**Records provided:**
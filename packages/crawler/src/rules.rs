//! Extraction rules for index and detail pages.
//!
//! [`SiteRules`] compiles a region's [`Markup`] selectors once and applies
//! them to response bodies. Documents are parsed and dropped inside each
//! call, so nothing non-`Send` outlives a single extraction.
//!
//! Every rule that picks "the first" of something works on an ordered
//! `Vec` of node texts collected in document order.

use std::sync::LazyLock;

use regex::Regex;
use rental_crawl_listing_models::{
    Coordinates, ListingId, ListingRecord, Markup, RegionConfig, UnitInfo,
};
use rental_crawl_scraper::ScrapeError;
use rental_crawl_scraper::html::{first_text, parse_selector, select_attrs, select_texts};
use scraper::{Html, Selector};

/// Owner or agent line: a role label, a colon, then free text.
static OWNER_RE: LazyLock<Regex> =
    LazyLock::new(|| Regex::new(r"^(?:屋主|代理人|仲介): .+").expect("valid regex"));

/// Monthly rent with thousands separators, e.g. `35,000元/月`.
static PRICE_RE: LazyLock<Regex> =
    LazyLock::new(|| Regex::new(r"^\d{1,3}(?:,\d{3})*元/月").expect("valid regex"));

/// Mobile (`0912-345-678`) or landline (`02-12345678`, `02-1234567`) number.
static PHONE_RE: LazyLock<Regex> = LazyLock::new(|| {
    Regex::new(r"^(?:\d{4}-\d{3}-\d{3}|\d{2}-\d{8}|\d{2}-\d{7})").expect("valid regex")
});

/// `latitude: <number>, longitude: <number>` literal inside a script body.
static COORDINATES_RE: LazyLock<Regex> = LazyLock::new(|| {
    Regex::new(r"latitude\s*:\s*(-?[\d.]+)\s*,\s*longitude\s*:\s*(-?[\d.]+)")
        .expect("valid regex")
});

/// Number of info nodes that make up the size/floor/type triple.
const INFO_NODES: usize = 3;

/// A region's URL templates plus its compiled selectors.
#[derive(Debug, Clone)]
pub struct SiteRules {
    config: RegionConfig,
    pagination: Selector,
    listing_link: Selector,
    labels: Selector,
    address: Selector,
    place: Selector,
    info: Selector,
    script: Selector,
}

impl SiteRules {
    /// Compiles the selectors in `config.markup`.
    ///
    /// # Errors
    ///
    /// Returns [`ScrapeError::Selector`] if any configured selector is not
    /// valid CSS.
    pub fn compile(config: RegionConfig) -> Result<Self, ScrapeError> {
        let Markup {
            pagination,
            listing_link,
            labels,
            address,
            place,
            info,
            script,
        } = &config.markup;

        Ok(Self {
            pagination: parse_selector(pagination)?,
            listing_link: parse_selector(listing_link)?,
            labels: parse_selector(labels)?,
            address: parse_selector(address)?,
            place: parse_selector(place)?,
            info: parse_selector(info)?,
            script: parse_selector(script)?,
            config,
        })
    }

    /// The configuration these rules were compiled from.
    #[must_use]
    pub const fn config(&self) -> &RegionConfig {
        &self.config
    }

    /// Highest page number shown in the pagination control of an index
    /// page, or 1 if there is none.
    #[must_use]
    pub fn last_page(&self, body: &str) -> u32 {
        let document = Html::parse_document(body);
        max_page_number(&select_texts(&document, &self.pagination))
    }

    /// Listing ids linked from an index page, in document order.
    #[must_use]
    pub fn listing_ids(&self, body: &str) -> Vec<ListingId> {
        let document = Html::parse_document(body);
        select_attrs(&document, &self.listing_link, "href")
            .iter()
            .filter_map(|href| listing_id_from_href(href))
            .collect()
    }

    /// Builds the record for `id` from its detail page.
    #[must_use]
    pub fn record(&self, id: ListingId, body: &str) -> ListingRecord {
        let document = Html::parse_document(body);

        let labels = label_fields(&select_texts(&document, &self.labels));

        ListingRecord {
            id,
            owner: labels.owner,
            price: labels.price,
            phone: labels.phone,
            location: first_text(&document, &self.address),
            place: first_text(&document, &self.place),
            info: unit_info(&select_texts(&document, &self.info)),
            coordinates: find_coordinates(&select_texts(&document, &self.script)),
        }
    }
}

/// Largest all-digit token in `texts`, never less than 1.
#[must_use]
pub fn max_page_number<S: AsRef<str>>(texts: &[S]) -> u32 {
    texts
        .iter()
        .map(S::as_ref)
        .filter(|t| !t.is_empty() && t.bytes().all(|b| b.is_ascii_digit()))
        .filter_map(|t| t.parse::<u32>().ok())
        .max()
        .unwrap_or(1)
        .max(1)
}

/// Last non-empty path segment of a detail link, ignoring any query string
/// or fragment.
#[must_use]
pub fn listing_id_from_href(href: &str) -> Option<ListingId> {
    let path = href.split(['?', '#']).next().unwrap_or(href);
    path.trim_end_matches('/')
        .rsplit('/')
        .next()
        .filter(|segment| !segment.is_empty())
        .map(ListingId::from)
}

/// Owner, price, and phone as found among the labeled text nodes.
#[derive(Debug, Default, Clone, PartialEq, Eq)]
pub struct LabelFields {
    /// First owner/agent line.
    pub owner: Option<String>,
    /// First monthly rent.
    pub price: Option<String>,
    /// First phone number.
    pub phone: Option<String>,
}

/// Assigns labeled texts to fields.
///
/// Texts are visited in order. Each one is offered to the still-empty fields
/// in the order owner, price, phone, and is claimed by the first whose
/// pattern matches from the start of the text. A text fills at most one
/// field and the earliest matching text wins.
#[must_use]
pub fn label_fields<S: AsRef<str>>(texts: &[S]) -> LabelFields {
    let mut fields = LabelFields::default();

    for text in texts.iter().map(S::as_ref) {
        if fields.owner.is_some() && fields.price.is_some() && fields.phone.is_some() {
            break;
        }

        if fields.owner.is_none() && OWNER_RE.is_match(text) {
            fields.owner = Some(text.to_owned());
        } else if fields.price.is_none() && PRICE_RE.is_match(text) {
            fields.price = Some(text.to_owned());
        } else if fields.phone.is_none() && PHONE_RE.is_match(text) {
            fields.phone = Some(text.to_owned());
        }
    }

    fields
}

/// Size/floor/type from the first three info texts, or `None` if fewer than
/// three exist.
#[must_use]
pub fn unit_info<S: AsRef<str>>(texts: &[S]) -> Option<UnitInfo> {
    let [squaremeter, floor, kind] = texts.get(..INFO_NODES)? else {
        return None;
    };

    Some(UnitInfo {
        squaremeter: squaremeter.as_ref().to_owned(),
        floor: floor.as_ref().to_owned(),
        kind: kind.as_ref().to_owned(),
    })
}

/// First latitude/longitude literal across `scripts`, scanned in order.
#[must_use]
pub fn find_coordinates<S: AsRef<str>>(scripts: &[S]) -> Option<Coordinates> {
    scripts.iter().find_map(|script| {
        let captures = COORDINATES_RE.captures(script.as_ref())?;
        Some(Coordinates {
            latitude: captures[1].to_owned(),
            longitude: captures[2].to_owned(),
        })
    })
}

**What the task requires:**
Copy each entry exactly. Omit none.

**Solution to this task:**
filename packages/crawler/src/rules.rs
//! Extraction rules for index and detail pages.
//!
//! [`SiteRules`] compiles a region's [`Markup`] selectors once and applies
//! them to response bodies. Documents are parsed and dropped inside each
//! call, so nothing non-`Send` outlives a single extraction.
//!
//! Every rule that picks "the first" of something works on an ordered
//! `Vec` of node texts collected in document order.

use std::sync::LazyLock;

use regex::Regex;
use rental_crawl_listing_models::{
    Coordinates, ListingId, ListingRecord, Markup, RegionConfig, UnitInfo,
};
use rental_crawl_scraper::ScrapeError;
use rental_crawl_scraper::html::{first_text, parse_selector, select_attrs, select_texts};
use scraper::{Html, Selector};

/// Owner or agent line: a role label, a colon, then free text.
static OWNER_RE: LazyLock<Regex> =
    LazyLock::new(|| Regex::new(r"^(?:屋主|代理人|仲介): .+").expect("valid regex"));

/// Monthly rent with thousands separators, e.g. `35,000元/月`.
static PRICE_RE: LazyLock<Regex> =
    LazyLock::new(|| Regex::new(r"^\d{1,3}(?:,\d{3})*元/月").expect("valid regex"));

/// Mobile (`0912-345-678`) or landline (`02-12345678`, `02-1234567`) number.
static PHONE_RE: LazyLock<Regex> = LazyLock::new(|| {
    Regex::new(r"^(?:\d{4}-\d{3}-\d{3}|\d{2}-\d{8}|\d{2}-\d{7})").expect("valid regex")
});

/// `latitude: <number>, longitude: <number>` literal inside a script body.
static COORDINATES_RE: LazyLock<Regex> = LazyLock::new(|| {
    Regex::new(r"latitude\s*:\s*(-?[\d.]+)\s*,\s*longitude\s*:\s*(-?[\d.]+)")
        .expect("valid regex")
});

/// Number of info nodes that make up the size/floor/type triple.
const INFO_NODES: usize = 3;

/// A region's URL templates plus its compiled selectors.
#[derive(Debug, Clone)]
pub struct SiteRules {
    config: RegionConfig,
    pagination: Selector,
    listing_link: Selector,
    labels: Selector,
    address: Selector,
    place: Selector,
    info: Selector,
    script: Selector,
}

impl SiteRules {
    /// Compiles the selectors in `config.markup`.
    ///
    /// # Errors
    ///
    /// Returns [`ScrapeError::Selector`] if any configured selector is not
    /// valid CSS.
    pub fn compile(config: RegionConfig) -> Result<Self, ScrapeError> {
        let Markup {
            pagination,
            listing_link,
            labels,
            address,
            place,
            info,
            script,
        } = &config.markup;

        Ok(Self {
            pagination: parse_selector(pagination)?,
            listing_link: parse_selector(listing_link)?,
            labels: parse_selector(labels)?,
            address: parse_selector(address)?,
            place: parse_selector(place)?,
            info: parse_selector(info)?,
            script: parse_selector(script)?,
            config,
        })
    }

    /// The configuration these rules were compiled from.
    #[must_use]
    pub const fn config(&self) -> &RegionConfig {
        &self.config
    }

    /// Highest page number shown in the pagination control of an index
    /// page, or 1 if there is none.
    #[must_use]
    pub fn last_page(&self, body: &str) -> u32 {
        let document = Html::parse_document(body);
        max_page_number(&select_texts(&document, &self.pagination))
    }

    /// Listing ids linked from an index page, in document order.
    #[must_use]
    pub fn listing_ids(&self, body: &str) -> Vec<ListingId> {
        let document = Html::parse_document(body);
        select_attrs(&document, &self.listing_link, "href")
            .iter()
            .filter_map(|href| listing_id_from_href(href))
            .collect()
    }

    /// Builds the record for `id` from its detail page.
    #[must_use]
    pub fn record(&self, id: ListingId, body: &str) -> ListingRecord {
        let document = Html::parse_document(body);

        let labels = label_fields(&select_texts(&document, &self.labels));

        ListingRecord {
            id,
            owner: labels.owner,
            price: labels.price,
            phone: labels.phone,
            location: first_text(&document, &self.address),
            place: first_text(&document, &self.place),
            info: unit_info(&select_texts(&document, &self.info)),
            coordinates: find_coordinates(&select_texts(&document, &self.script)),
        }
    }
}

/// Largest all-digit token in `texts`, never less than 1.
#[must_use]
pub fn max_page_number<S: AsRef<str>>(texts: &[S]) -> u32 {
    texts
        .iter()
        .map(S::as_ref)
        .filter(|t| !t.is_empty() && t.bytes().all(|b| b.is_ascii_digit()))
        .filter_map(|t| t.parse::<u32>().ok())
        .max()
        .unwrap_or(1)
        .max(1)
}

/// Last non-empty path segment of a detail link, ignoring any query string
/// or fragment.
#[must_use]
pub fn listing_id_from_href(href: &str) -> Option<ListingId> {
    let path = href.split(['?', '#']).next().unwrap_or(href);
    path.trim_end_matches('/')
        .rsplit('/')
        .next()
        .filter(|segment| !segment.is_empty())
        .map(ListingId::from)
}

/// Owner, price, and phone as found among the labeled text nodes.
#[derive(Debug, Default, Clone, PartialEq, Eq)]
pub struct LabelFields {
    /// First owner/agent line.
    pub owner: Option<String>,
    /// First monthly rent.
    pub price: Option<String>,
    /// First phone number.
    pub phone: Option<String>,
}

/// Assigns labeled texts to fields.
///
/// Texts are visited in order. Each one is offered to the still-empty fields
/// in the order owner, price, phone, and is claimed by the first whose
/// pattern matches from the start of the text. A text fills at most one
/// field and the earliest matching text wins.
#[must_use]
pub fn label_fields<S: AsRef<str>>(texts: &[S]) -> LabelFields {
    let mut fields = LabelFields::default();

    for text in texts.iter().map(S::as_ref) {
        if fields.owner.is_some() && fields.price.is_some() && fields.phone.is_some() {
            break;
        }

        if fields.owner.is_none() && OWNER_RE.is_match(text) {
            fields.owner = Some(text.to_owned());
        } else if fields.price.is_none() && PRICE_RE.is_match(text) {
            fields.price = Some(text.to_owned());
        } else if fields.phone.is_none() && PHONE_RE.is_match(text) {
            fields.phone = Some(text.to_owned());
        }
    }

    fields
}

/// Size/floor/type from the first three info texts, or `None` if fewer than
/// three exist.
#[must_use]
pub fn unit_info<S: AsRef<str>>(texts: &[S]) -> Option<UnitInfo> {
    let [squaremeter, floor, kind] = texts.get(..INFO_NODES)? else {
        return None;
    };

    Some(UnitInfo {
        squaremeter: squaremeter.as_ref().to_owned(),
        floor: floor.as_ref().to_owned(),
        kind: kind.as_ref().to_owned(),
    })
}

/// First latitude/longitude literal across `scripts`, scanned in order.
#[must_use]
pub fn find_coordinates<S: AsRef<str>>(scripts: &[S]) -> Option<Coordinates> {
    scripts.iter().find_map(|script| {
        let captures = COORDINATES_RE.captures(script.as_ref())?;
        Some(Coordinates {
            latitude: captures[1].to_owned(),
            longitude: captures[2].to_owned(),
        })
    })
}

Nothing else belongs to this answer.